ImaginationsEnd, thanks for the discussion.  In attempting to back up my favorite paste, I found that my current method of making it does have its faults (I use wheat flour, not the recommended wheat starch).  Knowing that, I will continue using it because I am not concerned with making a book that will last through the ages; I am simply a hobbyist.  We all have our favorite tools and methods for our crafts and many times one is just as good as another.  By no means do I intend to bash PVA or any other type of adhesive because they all have their uses.

In defense of wheat paste, it has been used for hundreds of years, and some of those ancient books are actually still around.  Modern conservators also use wheat paste when repairing old and new books.  It is a strong adhesive and is acid free.
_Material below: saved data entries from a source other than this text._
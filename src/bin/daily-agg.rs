//! Batch aggregation sweep
//!
//! Computes and caches the daily aggregation file of every day in a date
//! range, then rolls the covered months and years up into their monthly and
//! yearly files.

use chrono::{Datelike, NaiveDate};
use std::collections::BTreeSet;
use structopt::StructOpt;

use parse_sensors::agg::{
    cache_hourly_agg, monthly, write_monthly, write_yearly, yearly, DailyAgg,
};
use parse_sensors::{archive, Archive, Grid};

#[derive(Debug, StructOpt)]
#[structopt(name = "daily-agg", about = "Caching sensor archive aggregations")]
struct Opt {
    /// Path to the archive root, defaults to $SENSOR_ARCHIVE
    #[structopt(long)]
    path: Option<String>,
    /// First date of the sweep, yyyy/mm/dd
    start: String,
    /// Last date of the sweep, yyyy/mm/dd
    end: String,
    /// Grid spacing [deg]
    #[structopt(short, long, default_value = "2.5")]
    deg: f64,
    /// Also cache the hour-keyed aggregations
    #[structopt(long)]
    hourly: bool,
}

fn main() -> anyhow::Result<()> {
    env_logger::init();
    let opt = Opt::from_args();

    let archive = match &opt.path {
        Some(path) => Archive::new(path),
        None => Archive::from_env()?,
    };
    let grid = Grid::new(opt.deg)?;
    let start = NaiveDate::parse_from_str(&opt.start, "%Y/%m/%d")?;
    let end = NaiveDate::parse_from_str(&opt.end, "%Y/%m/%d")?;

    let mut months: BTreeSet<(i32, u32)> = BTreeSet::new();
    for date in archive::dates(start, end)? {
        let Some(daily) = DailyAgg::compute(&archive, date, grid)? else {
            continue;
        };
        daily.write(&archive)?;
        log::info!("cached daily aggregation for {} ({} cells)", date, daily.agg.len());
        if opt.hourly {
            cache_hourly_agg(&archive, date, grid)?;
        }
        months.insert((date.year(), date.month()));
    }

    let years: BTreeSet<i32> = months.iter().map(|&(year, _)| year).collect();
    for (year, month) in months {
        if let Some(rollup) = monthly(&archive, year, month, grid)? {
            write_monthly(&archive, year, month, &rollup)?;
            log::info!("cached monthly aggregation for {:04}/{:02}", year, month);
        }
    }
    for year in years {
        if let Some(rollup) = yearly(&archive, year, grid)? {
            write_yearly(&archive, year, &rollup)?;
            log::info!("cached yearly aggregation for {:04}", year);
        }
    }

    Ok(())
}
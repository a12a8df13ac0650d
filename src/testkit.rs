//! Shared helpers for building scratch archives in tests

use chrono::NaiveDate;
use flate2::{write::GzEncoder, Compression};
use std::fs;
use tempfile::TempDir;

use crate::archive::Archive;
use crate::record::Record;

pub(crate) fn date(s: &str) -> NaiveDate {
    NaiveDate::parse_from_str(s, "%Y/%m/%d").unwrap()
}

pub(crate) fn scratch_archive() -> (TempDir, Archive) {
    let dir = tempfile::tempdir().unwrap();
    let archive = Archive::new(dir.path());
    (dir, archive)
}

pub(crate) fn record(
    temperature: Option<f64>,
    pressure: Option<f64>,
    lat: Option<f64>,
    lng: Option<f64>,
) -> Record {
    Record {
        id: String::from("5d1df9"),
        raw_time: 1_562_234_400_000,
        temperature,
        pressure,
        lat,
        lng,
        model: Some(String::from("SM-G960F")),
        ..Default::default()
    }
}

pub(crate) fn write_hour(archive: &Archive, date: NaiveDate, hour: u32, records: &[Record]) {
    fs::create_dir_all(archive.day_dir(date)).unwrap();
    let file = fs::File::create(archive.hour_path(date, hour)).unwrap();
    let gz = GzEncoder::new(file, Compression::default());
    let mut wtr = csv::Writer::from_writer(gz);
    for record in records {
        wtr.serialize(record).unwrap();
    }
    wtr.into_inner().unwrap().finish().unwrap();
}
use crate::{
    agg::AggError, archive::ArchiveError, grid::GridError, load::LoadError,
    spectrum::SpectrumError,
};

#[derive(thiserror::Error, Debug)]
pub enum Error {
    #[error("Error in the `archive` module")]
    Archive(#[from] ArchiveError),
    #[error("Error in the `load` module")]
    Load(#[from] LoadError),
    #[error("Error in the `grid` module")]
    Grid(#[from] GridError),
    #[error("Error in the `agg` module")]
    Agg(#[from] AggError),
    #[error("Error in the `spectrum` module")]
    Spectrum(#[from] SpectrumError),
}
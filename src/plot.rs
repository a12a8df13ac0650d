//! Chart rendering for aggregated data
//!
//! Built on `plotters`, available behind the `plot` cargo feature.

use plotters::prelude::*;
use std::path::Path;

use crate::agg::AggSeries;
use crate::record::AtmosProperty;
use crate::spectrum::Spectrum;
use crate::stats::{SpatialAgg, Stat};

fn min_value(x: &[f64]) -> f64 {
    x.iter().cloned().fold(f64::INFINITY, f64::min)
}
fn max_value(x: &[f64]) -> f64 {
    x.iter().cloned().fold(f64::NEG_INFINITY, f64::max)
}

/// Scatter of one statistic on the lat/lng plane
///
/// Marker size and color follow the statistic through a YlOrRd gradient; when
/// the values span more than two orders of magnitude they are log10-scaled
/// before sizing.
pub fn scatter_map<P: AsRef<Path>>(agg: &SpatialAgg, prop: AtmosProperty, stat: Stat, path: P) {
    let grid = agg.grid();
    let points: Vec<(f64, f64, f64)> = agg
        .cells()
        .filter_map(|(&cell, _)| {
            agg.value(cell, prop, stat)
                .filter(|v| v.is_finite() && *v > 0.)
                .map(|v| (grid.lng(cell), grid.lat(cell), v))
        })
        .collect();
    if points.is_empty() {
        return;
    }
    let values: Vec<f64> = points.iter().map(|&(_, _, v)| v).collect();
    let scaled: Vec<f64> = if max_value(&values) - min_value(&values) > 100. {
        values.iter().map(|v| v.log10()).collect()
    } else {
        values.clone()
    };
    let (lo, hi) = (min_value(&scaled), max_value(&scaled));
    let span = if hi > lo { hi - lo } else { 1. };

    let plot = BitMapBackend::new(&path, (1024, 512)).into_drawing_area();
    plot.fill(&WHITE).unwrap();
    let mut chart = ChartBuilder::on(&plot)
        .caption(
            format!("{} {}", prop, stat),
            ("sans-serif", 20).into_font(),
        )
        .set_label_area_size(LabelAreaPosition::Left, 40)
        .set_label_area_size(LabelAreaPosition::Bottom, 40)
        .margin(10)
        .build_cartesian_2d(-180f64..180f64, -90f64..90f64)
        .unwrap();
    chart
        .configure_mesh()
        .x_labels(13)
        .y_labels(7)
        .x_desc("Longitude [deg]")
        .y_desc("Latitude [deg]")
        .draw()
        .unwrap();

    chart
        .draw_series(points.iter().zip(scaled.iter()).map(|(&(x, y, _), &s)| {
            let t = (s - lo) / span;
            let color = colorous::YELLOW_ORANGE_RED.eval_continuous(t);
            let rgb = RGBColor(color.r, color.g, color.b);
            Circle::new((x, y), (3. + 9. * t) as i32, rgb.filled())
        }))
        .unwrap();
}

/// Trend lines of one statistic across the dates of a series, one line per cell
pub fn lines<P: AsRef<Path>>(series: &AggSeries, prop: AtmosProperty, stat: Stat, path: P) {
    let Some((&start, _)) = series.iter().next() else {
        return;
    };
    let cells: Vec<_> = series
        .cell_totals()
        .into_iter()
        .map(|(cell, _, _)| cell)
        .collect();
    // per cell: (day offset, value) pairs
    let traces: Vec<(String, Vec<(f64, f64)>)> = cells
        .into_iter()
        .filter_map(|cell| {
            let trace: Vec<(f64, f64)> = series
                .iter()
                .filter_map(|(&date, agg)| {
                    agg.value(cell, prop, stat)
                        .filter(|v| v.is_finite())
                        .map(|v| ((date - start).num_days() as f64, v))
                })
                .collect();
            let grid = series.iter().next()?.1.grid();
            (!trace.is_empty()).then(|| (grid.label(cell), trace))
        })
        .collect();
    if traces.is_empty() {
        return;
    }
    log::info!("number of lines: {}", traces.len());

    let values: Vec<f64> = traces
        .iter()
        .flat_map(|(_, t)| t.iter().map(|&(_, v)| v))
        .collect();
    let xmax = traces
        .iter()
        .flat_map(|(_, t)| t.iter().map(|&(x, _)| x))
        .fold(0f64, f64::max);

    let plot = BitMapBackend::new(&path, (1024, 512)).into_drawing_area();
    plot.fill(&WHITE).unwrap();
    let mut chart = ChartBuilder::on(&plot)
        .set_label_area_size(LabelAreaPosition::Left, 60)
        .set_label_area_size(LabelAreaPosition::Bottom, 40)
        .margin(10)
        .build_cartesian_2d(
            -xmax * 1e-2..xmax * (1. + 1e-2),
            min_value(&values)..max_value(&values),
        )
        .unwrap();
    chart
        .configure_mesh()
        .x_desc(format!("Days since {}", start))
        .y_desc(format!("{} {}", prop, stat))
        .draw()
        .unwrap();

    let mut colors = colorous::TABLEAU10.iter().cycle();
    for (label, trace) in traces {
        let color = colors.next().unwrap();
        let rgb = RGBColor(color.r, color.g, color.b);
        chart
            .draw_series(LineSeries::new(trace, &rgb))
            .unwrap()
            .label(label)
            .legend(move |(x, y)| PathElement::new(vec![(x, y), (x + 20, y)], &rgb));
    }
    chart
        .configure_series_labels()
        .border_style(&BLACK)
        .background_style(&WHITE.mix(0.8))
        .position(SeriesLabelPosition::UpperRight)
        .draw()
        .unwrap();
}

/// Amplitude vs frequency line chart of a spectrum
pub fn spectrum_chart<P: AsRef<Path>>(spectrum: &Spectrum, path: P) {
    if spectrum.is_empty() {
        return;
    }
    let frequency = spectrum.frequency();
    let amplitude = spectrum.amplitude();

    let plot = BitMapBackend::new(&path, (768, 512)).into_drawing_area();
    plot.fill(&WHITE).unwrap();
    let mut chart = ChartBuilder::on(&plot)
        .set_label_area_size(LabelAreaPosition::Left, 60)
        .set_label_area_size(LabelAreaPosition::Bottom, 40)
        .margin(10)
        .build_cartesian_2d(
            0f64..max_value(frequency) * (1. + 1e-2),
            0f64..max_value(amplitude) * 1.05,
        )
        .unwrap();
    chart
        .configure_mesh()
        .x_desc("Frequency")
        .y_desc("Amplitude")
        .draw()
        .unwrap();
    chart
        .draw_series(LineSeries::new(spectrum.iter(), &BLUE))
        .unwrap();
}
Here are some links for those who are interested:
Why flours low in gluten (cake or pastry flour) are less likely to attract insects than all purpose flour.  This information is in the second entry.  Methods for extending shelf life once mixed are also mentioned - I mix up a fresh batch every time since flour and water are cheap  Smiley

Conservation Procedures:  Repairing Paper Artifacts from the Northeast Document Conservation Center.  Among other things, it covers the conservationist's needs versus properties of several types of adhesives.  It also mentions the difference between using wheat starch and wheat flour.

Conservation Binding Guidelines for Recasing at Cornell University Department of Preservation and Collection Maintenance.  Wheat paste can be used to remove old book linings for book repair.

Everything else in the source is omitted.